When I get there he tells me that the O2 sensors would cost about $100.00 a piece and that it would cost about $150.00 for him to put them in, he quoted me 600.00. That’s when I pulled out my Ebay print out of the O2 Sensors, and showed him the price of 16.00, he turned red, then I showed him the pictures of the $26.00 stabilizer bar he put in, he turned redder….. He tried to charge me $400.00 for a $64.00 part.………..I know you get what you pay for, yea right, I’m not trying to keep this car forever…

Caveat emptor

He got me for about 100.00 bucks, he won’t get me again!!!!!

( Stable.jpg… (KO1111.jpg

Stable.jpg


KO1111.jpg
 
Yes, and without at least seeing the box your part came in you have absolutely no idea what part you have installed. It may be cheap, it may be a higher quality part.

Over the years from some very odd experiences I've found that all non OEM O2 sensors do not read as accurately as the OEM stuff. To me a $16 O2 sensor is junk and not worth the time to install it. Good luck...
 
I know people LOVE to think they're getting fleeced, but in this case I have to point out that you have NO idea if you're comparing apples to oranges.

Assuming these are the upstream o2 Sensors, they retail from Ford for $74.85 each, plus tax. Sure, $100 is a little high, but not out of the ballpark for an unofficial quote from an independent shop (in the industry most o2 Sensors are well north of $100). The labor cost is also right on the money if you include the time spent running codes to diagnose the vehicle.

As far as the sway bar, what was the exact part you needed? You say he said you needed a "stabilizer bar" (which would indicate bad bushings, which only come with bar from Ford), but then you show sway bar LINKS.

If you need the bar, it's $164.52 new from Ford, which only leaves $121.48 for labor, which if you ever replaced a front sway bar is a ****ing steal (AllData says 2.3 hours to do it).

TL;DR: If you want to complain about paying someone a living wage to repair your vehicle then you should STFU and learn how to fix your own damn car.
 
So LsinYourLS (If you want to complain about paying someone a living wage to repair your vehicle then you should STFU and learn how to fix your own damn car. )

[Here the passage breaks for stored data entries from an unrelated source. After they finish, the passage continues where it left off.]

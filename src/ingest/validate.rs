// src/ingest/validate.rs
//! Per-row business validation.
//!
//! Checks run in a fixed order and the first failure wins: presence of all
//! six fields, date validity, non-negativity, churn bound. An `Invalid`
//! numeric cell counts as missing/unparseable, never as a silent zero.

use chrono::{DateTime, NaiveDate};

use super::error::IngestError;
use super::rows::{CellValue, RawRow};

/// A row that passed every check, before owner/timestamp stamping.
///
/// Numerics stay `f64` here; the assembler truncates the two count fields
/// toward zero when building the final record.
#[derive(Debug, Clone, PartialEq)]
pub struct ValidRow {
    pub date: NaiveDate,
    pub mrr: f64,
    pub users: f64,
    pub churn: f64,
    pub new_users: f64,
    pub revenue: f64,
}

/// Date formats accepted for the reporting period, tried in order.
const DATE_FORMATS: [&str; 3] = ["%Y-%m-%d", "%Y/%m/%d", "%m/%d/%Y"];

/// Parse the raw date text into a calendar date.
/// Accepts the plain-date formats above plus an RFC 3339 timestamp, whose
/// date part is taken.
pub fn parse_date(raw: &str) -> Option<NaiveDate> {
    let t = raw.trim();
    for fmt in DATE_FORMATS {
        if let Ok(d) = NaiveDate::parse_from_str(t, fmt) {
            return Some(d);
        }
    }
    DateTime::parse_from_rfc3339(t).ok().map(|dt| dt.date_naive())
}

fn numeric(
    field: &'static str,
    cell: &Option<CellValue>,
    row: usize,
) -> Result<f64, IngestError> {
    match cell.as_ref().and_then(CellValue::number) {
        Some(n) => Ok(n),
        None => Err(IngestError::MissingField { row, field }),
    }
}

/// Validate one row. `row` is the 1-based CSV line number (header = row 1).
pub fn validate_row(raw: &RawRow, row: usize) -> Result<ValidRow, IngestError> {
    // 1) Presence. Unparseable numerics fail here too.
    let date_raw = raw
        .date
        .as_deref()
        .ok_or(IngestError::MissingField { row, field: "date" })?;
    let mrr = numeric("mrr", &raw.mrr, row)?;
    let users = numeric("users", &raw.users, row)?;
    let churn = numeric("churn", &raw.churn, row)?;
    let new_users = numeric("new_users", &raw.new_users, row)?;
    let revenue = numeric("revenue", &raw.revenue, row)?;

    // 2) Date validity.
    let date = parse_date(date_raw).ok_or(IngestError::InvalidDate { row })?;

    // 3) Non-negativity.
    for (field, value) in [
        ("mrr", mrr),
        ("users", users),
        ("churn", churn),
        ("new_users", new_users),
        ("revenue", revenue),
    ] {
        if value < 0.0 {
            return Err(IngestError::NegativeValue { row, field });
        }
    }

    // 4) Churn bound.
    if churn > 100.0 {
        return Err(IngestError::ChurnBound { row });
    }

    Ok(ValidRow {
        date,
        mrr,
        users,
        churn,
        new_users,
        revenue,
    })
}

#[cfg(test)]
mod tests {
    use super::*;

    fn full_row() -> RawRow {
        RawRow {
            date: Some("2024-01-01".to_string()),
            mrr: CellValue::parse("5000"),
            users: CellValue::parse("120"),
            churn: CellValue::parse("3.2"),
            new_users: CellValue::parse("15"),
            revenue: CellValue::parse("5500"),
        }
    }

    #[test]
    fn valid_row_passes() {
        let v = validate_row(&full_row(), 2).unwrap();
        assert_eq!(v.date, NaiveDate::from_ymd_opt(2024, 1, 1).unwrap());
        assert_eq!(v.users, 120.0);
    }

    #[test]
    fn presence_beats_date_validity() {
        // both the date and mrr are broken; presence is checked first
        let mut raw = full_row();
        raw.date = Some("not-a-date".to_string());
        raw.mrr = None;
        match validate_row(&raw, 4).unwrap_err() {
            IngestError::MissingField { row: 4, field: "mrr" } => {}
            other => panic!("expected MissingField(mrr), got {other:?}"),
        }
    }

    #[test]
    fn unparseable_numeric_reports_the_field() {
        let mut raw = full_row();
        raw.churn = CellValue::parse("n/a");
        match validate_row(&raw, 3).unwrap_err() {
            IngestError::MissingField { row: 3, field: "churn" } => {}
            other => panic!("expected MissingField(churn), got {other:?}"),
        }
    }

    #[test]
    fn invalid_date_after_presence() {
        let mut raw = full_row();
        raw.date = Some("2024-13-45".to_string());
        assert!(matches!(
            validate_row(&raw, 2).unwrap_err(),
            IngestError::InvalidDate { row: 2 }
        ));
    }

    #[test]
    fn boundary_values() {
        let mut raw = full_row();
        raw.churn = CellValue::parse("100");
        assert!(validate_row(&raw, 2).is_ok(), "churn = 100 is inside the bound");

        raw.churn = CellValue::parse("100.01");
        assert!(matches!(
            validate_row(&raw, 2).unwrap_err(),
            IngestError::ChurnBound { row: 2 }
        ));

        let mut raw = full_row();
        raw.mrr = CellValue::parse("0");
        assert!(validate_row(&raw, 2).is_ok(), "mrr = 0 is allowed");

        raw.mrr = CellValue::parse("-0.01");
        assert!(matches!(
            validate_row(&raw, 2).unwrap_err(),
            IngestError::NegativeValue { row: 2, field: "mrr" }
        ));
    }

    #[test]
    fn accepted_date_formats() {
        assert_eq!(
            parse_date("2024-01-05"),
            NaiveDate::from_ymd_opt(2024, 1, 5)
        );
        assert_eq!(
            parse_date("2024/01/05"),
            NaiveDate::from_ymd_opt(2024, 1, 5)
        );
        assert_eq!(
            parse_date("01/05/2024"),
            NaiveDate::from_ymd_opt(2024, 1, 5)
        );
        assert_eq!(
            parse_date("2024-01-05T12:30:00Z"),
            NaiveDate::from_ymd_opt(2024, 1, 5)
        );
        assert_eq!(parse_date("yesterday"), None);
    }
}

I should shut the **** up..... Wow so nasty.... Well **** you......

You read way to much into it. I know that the are Stabilizer links and not a bar... I'm not trying to deny him a living.... Again.. Very nasty....
 
He might have also been turning red because you were the 5th person to come in with "internet pricing" on an unknown quality part that day and walked out.

I don't know the whole situation, I'm not taking sides on it either.

Do you have the actual quote you can upload so we could look over it/ assess it?
 
IIRC Ford charges you for the whole bar when the bushings go out.... (very common to cause a clunk) ... Ebay is a bad source for pricing. IF you were concerned with the prices charged, you should have reviewed each part ($ and manufacture). THEN discussed if it was a link or the bar that was the problem, and adjusted prices (with quality parts and not ebay specials)...IMO.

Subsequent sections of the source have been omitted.